(Records from a data collection)
■ ■ ■

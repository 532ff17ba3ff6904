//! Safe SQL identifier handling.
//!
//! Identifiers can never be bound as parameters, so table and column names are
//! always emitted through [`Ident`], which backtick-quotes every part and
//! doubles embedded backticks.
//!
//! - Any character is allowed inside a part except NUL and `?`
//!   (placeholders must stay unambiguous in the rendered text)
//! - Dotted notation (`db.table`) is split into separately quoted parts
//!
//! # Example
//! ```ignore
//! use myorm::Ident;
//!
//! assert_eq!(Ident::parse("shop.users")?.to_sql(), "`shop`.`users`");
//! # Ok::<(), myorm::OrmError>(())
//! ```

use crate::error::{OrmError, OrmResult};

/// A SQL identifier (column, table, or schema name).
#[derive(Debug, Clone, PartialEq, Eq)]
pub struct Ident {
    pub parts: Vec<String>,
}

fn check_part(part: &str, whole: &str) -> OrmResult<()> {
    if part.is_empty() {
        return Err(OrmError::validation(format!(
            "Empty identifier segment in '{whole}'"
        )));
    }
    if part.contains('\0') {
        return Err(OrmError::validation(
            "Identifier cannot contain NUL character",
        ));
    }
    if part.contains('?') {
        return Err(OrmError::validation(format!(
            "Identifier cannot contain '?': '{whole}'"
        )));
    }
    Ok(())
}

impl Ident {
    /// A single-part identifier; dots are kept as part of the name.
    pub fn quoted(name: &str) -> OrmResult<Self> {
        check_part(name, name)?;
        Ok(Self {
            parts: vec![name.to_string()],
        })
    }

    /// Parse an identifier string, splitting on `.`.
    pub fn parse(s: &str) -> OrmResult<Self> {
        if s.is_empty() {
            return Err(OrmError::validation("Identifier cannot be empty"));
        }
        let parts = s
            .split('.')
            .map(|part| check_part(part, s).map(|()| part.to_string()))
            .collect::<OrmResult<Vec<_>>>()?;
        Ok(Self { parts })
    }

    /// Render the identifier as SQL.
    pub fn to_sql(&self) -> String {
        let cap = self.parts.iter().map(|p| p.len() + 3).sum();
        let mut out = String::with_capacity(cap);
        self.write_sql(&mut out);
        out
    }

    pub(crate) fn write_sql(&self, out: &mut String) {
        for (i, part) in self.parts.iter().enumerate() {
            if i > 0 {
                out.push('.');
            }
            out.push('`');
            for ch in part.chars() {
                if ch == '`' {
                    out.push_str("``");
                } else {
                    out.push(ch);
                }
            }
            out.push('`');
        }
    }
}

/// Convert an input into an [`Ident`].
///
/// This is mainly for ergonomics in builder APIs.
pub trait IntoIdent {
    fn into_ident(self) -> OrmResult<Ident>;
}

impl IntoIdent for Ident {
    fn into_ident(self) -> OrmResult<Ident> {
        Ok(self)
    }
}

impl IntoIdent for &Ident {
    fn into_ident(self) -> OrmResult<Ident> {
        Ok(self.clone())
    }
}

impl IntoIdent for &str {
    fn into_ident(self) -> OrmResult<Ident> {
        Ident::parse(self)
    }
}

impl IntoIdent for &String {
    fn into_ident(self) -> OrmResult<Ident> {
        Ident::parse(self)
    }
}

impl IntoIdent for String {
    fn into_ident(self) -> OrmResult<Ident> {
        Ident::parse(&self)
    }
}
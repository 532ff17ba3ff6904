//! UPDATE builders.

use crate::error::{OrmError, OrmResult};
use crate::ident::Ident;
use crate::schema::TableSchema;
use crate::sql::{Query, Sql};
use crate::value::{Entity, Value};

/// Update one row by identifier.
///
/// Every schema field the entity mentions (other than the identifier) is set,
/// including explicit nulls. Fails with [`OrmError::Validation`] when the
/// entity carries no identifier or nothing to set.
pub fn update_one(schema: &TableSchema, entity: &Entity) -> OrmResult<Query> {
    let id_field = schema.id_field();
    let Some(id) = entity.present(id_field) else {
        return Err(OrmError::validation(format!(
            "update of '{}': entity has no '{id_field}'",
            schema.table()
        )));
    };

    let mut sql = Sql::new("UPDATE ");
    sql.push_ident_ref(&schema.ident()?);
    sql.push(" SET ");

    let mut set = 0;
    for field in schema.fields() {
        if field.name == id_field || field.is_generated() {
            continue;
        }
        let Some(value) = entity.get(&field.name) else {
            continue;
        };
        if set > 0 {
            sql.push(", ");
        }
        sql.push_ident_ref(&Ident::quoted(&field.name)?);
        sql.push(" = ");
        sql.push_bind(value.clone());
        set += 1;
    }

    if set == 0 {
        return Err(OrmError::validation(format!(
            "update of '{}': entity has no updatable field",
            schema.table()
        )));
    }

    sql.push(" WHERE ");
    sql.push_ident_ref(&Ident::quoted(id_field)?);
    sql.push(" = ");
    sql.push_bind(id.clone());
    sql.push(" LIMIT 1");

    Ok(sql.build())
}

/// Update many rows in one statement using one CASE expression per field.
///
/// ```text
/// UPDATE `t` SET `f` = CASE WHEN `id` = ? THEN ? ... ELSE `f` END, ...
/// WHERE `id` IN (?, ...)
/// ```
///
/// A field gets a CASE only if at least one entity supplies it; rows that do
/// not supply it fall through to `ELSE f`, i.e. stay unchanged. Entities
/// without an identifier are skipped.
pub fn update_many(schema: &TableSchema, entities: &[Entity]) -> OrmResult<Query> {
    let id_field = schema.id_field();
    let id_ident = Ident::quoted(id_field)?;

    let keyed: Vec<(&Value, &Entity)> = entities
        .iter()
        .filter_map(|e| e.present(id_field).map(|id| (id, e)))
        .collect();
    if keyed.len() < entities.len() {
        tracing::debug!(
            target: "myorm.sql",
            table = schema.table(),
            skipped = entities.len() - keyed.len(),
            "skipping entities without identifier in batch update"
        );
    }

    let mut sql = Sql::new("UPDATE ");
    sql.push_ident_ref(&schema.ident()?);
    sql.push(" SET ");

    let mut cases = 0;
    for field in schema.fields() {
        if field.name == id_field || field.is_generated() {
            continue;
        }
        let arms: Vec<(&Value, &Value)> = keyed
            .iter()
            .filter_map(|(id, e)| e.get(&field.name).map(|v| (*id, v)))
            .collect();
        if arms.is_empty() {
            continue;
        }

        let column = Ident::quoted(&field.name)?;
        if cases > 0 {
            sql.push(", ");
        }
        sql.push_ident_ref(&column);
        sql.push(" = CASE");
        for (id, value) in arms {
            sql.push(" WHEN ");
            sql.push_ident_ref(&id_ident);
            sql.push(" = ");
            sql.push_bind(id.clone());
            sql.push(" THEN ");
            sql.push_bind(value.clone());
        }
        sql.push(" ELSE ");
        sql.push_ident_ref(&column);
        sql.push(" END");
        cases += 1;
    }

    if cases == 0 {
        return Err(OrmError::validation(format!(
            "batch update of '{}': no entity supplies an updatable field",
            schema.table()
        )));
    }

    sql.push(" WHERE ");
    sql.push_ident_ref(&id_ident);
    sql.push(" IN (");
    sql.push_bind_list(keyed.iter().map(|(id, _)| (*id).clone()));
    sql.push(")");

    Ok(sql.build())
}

■ ■ ■

> [AIM OF THE TASK]: Each line of the records that holds the word "present" should be copied out.

> [RESPONSE TO THE TASK]:
    let Some(id) = entity.present(id_field) else {
        .filter_map(|e| e.present(id_field).map(|id| (id, e)))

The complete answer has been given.